What wasn’t cool was that they were using an old modem that blew a gasket and didn’t work. Panic ensued once we realized nothing worked in this “Connected Home.” No Wi-Fi, no TV, no thermostat and even no phone as that was connected to the modem as well.
Some of us had to take work calls, I had daily deadlines and stories to file, and Pokemon GO was just introduced so many of the teenagers and young kids were frantic. Since it was the Fourth of July Weekend, no help was on the way until later on that week. I burned through my roaming data plan just to get work done, and I was miffed that I was missing Wimbledon tennis matches on TV. In the end, the landlord offered us a free day stay at their home. While that was generous, it could have been avoided if the Smart Home hadn’t failed.
Another story which is pertinent to a robotic vacuum explains that the owner set his vacuum to clean his apartment while he was away in the office so that everything would be neat and tidy when the family came home from work and school. What he missed out on was the region setting of his vacuum which was set to another country’s time zone.
Imagine the horror when the robot vacuum screamed to life at three in the morning, waking up the baby and sending the family and its two dogs into a panic as the parents scrambled for their phones hoping to shut the thing down.
It is stories and experiences like these that cast doubt over the reality of IoT and the Connected Home. While product manufacturers try to sell an Utopian scenario where everything is managed and controlled, it is not hard to fly off the rails as there are so many possible points of failure that can make things go horribly wrong.
In his article Wallace points out that, “for all the good of the connected home – the connected life – it has one big, massive flaw: Everything is reliant on one thing; interconnectivity.”
The good news is that there are soon going to be systems and standards in place to address many of these issues but growing pains are a necessary part of the Connected Home experience.

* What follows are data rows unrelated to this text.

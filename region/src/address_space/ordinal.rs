//! Addresses as unsigned integers.
//!
//! IPv4 and IPv6 addresses both map into `u128`, which makes every count and
//! boundary exact for any subnet except the full IPv6 space.

use core::net::{IpAddr, Ipv4Addr, Ipv6Addr};

use ipnet::IpNet;

pub(super) fn ordinal(ip: IpAddr) -> u128 {
    match ip {
        IpAddr::V4(v4) => u128::from(v4.to_bits()),
        IpAddr::V6(v6) => v6.to_bits(),
    }
}

/// Inverse of [`ordinal`] for an address inside `net`.
pub(super) fn address(net: IpNet, ordinal: u128) -> IpAddr {
    match net {
        // Ordinals derived from an IPv4 network always fit.
        IpNet::V4(_) => IpAddr::V4(Ipv4Addr::from_bits(
            u32::try_from(ordinal).unwrap_or(u32::MAX),
        )),
        IpNet::V6(_) => IpAddr::V6(Ipv6Addr::from_bits(ordinal)),
    }
}

/// Inclusive run of ordinals.
#[derive(Debug, Clone, Copy, PartialEq, Eq)]
pub(super) struct Span<C> {
    pub first: u128,
    pub last: u128,
    pub class: C,
}

impl<C> Span<C> {
    /// Number of addresses in the span. Exact for everything but `::/0`,
    /// which callers reject up front.
    pub const fn size(&self) -> u128 {
        (self.last - self.first).saturating_add(1)
    }
}

#[cfg(test)]
mod tests {
    use super::*;

    #[test]
    fn ordinals_round_trip() {
        let v4: IpNet = "10.0.0.0/8".parse().unwrap();
        let ip: IpAddr = "10.1.2.3".parse().unwrap();
        assert_eq!(ordinal(ip), 0x0a01_0203);
        assert_eq!(address(v4, ordinal(ip)), ip);

        let v6: IpNet = "2001:db8::/32".parse().unwrap();
        let ip: IpAddr = "2001:db8::ffff".parse().unwrap();
        assert_eq!(address(v6, ordinal(ip)), ip);
    }

    #[test]
    fn span_size_is_inclusive() {
        let span = Span {
            first: 10,
            last: 10,
            class: (),
        };
        assert_eq!(span.size(), 1);
        let top = Span {
            first: u128::MAX - 15,
            last: u128::MAX,
            class: (),
        };
        assert_eq!(top.size(), 16);
    }
}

The more we live with this technology and realize what it can and can’t do, the better we will be at determining how to make it more efficient.
For now, we need to temper our expectations and understand what we are getting into. There’s a danger in jumping all-in on IoT without accepting that it can at times fail miserably. There’s also a bigger danger in ignoring its potential and understanding how it can change our lives, save us time and make our lives more enjoyable.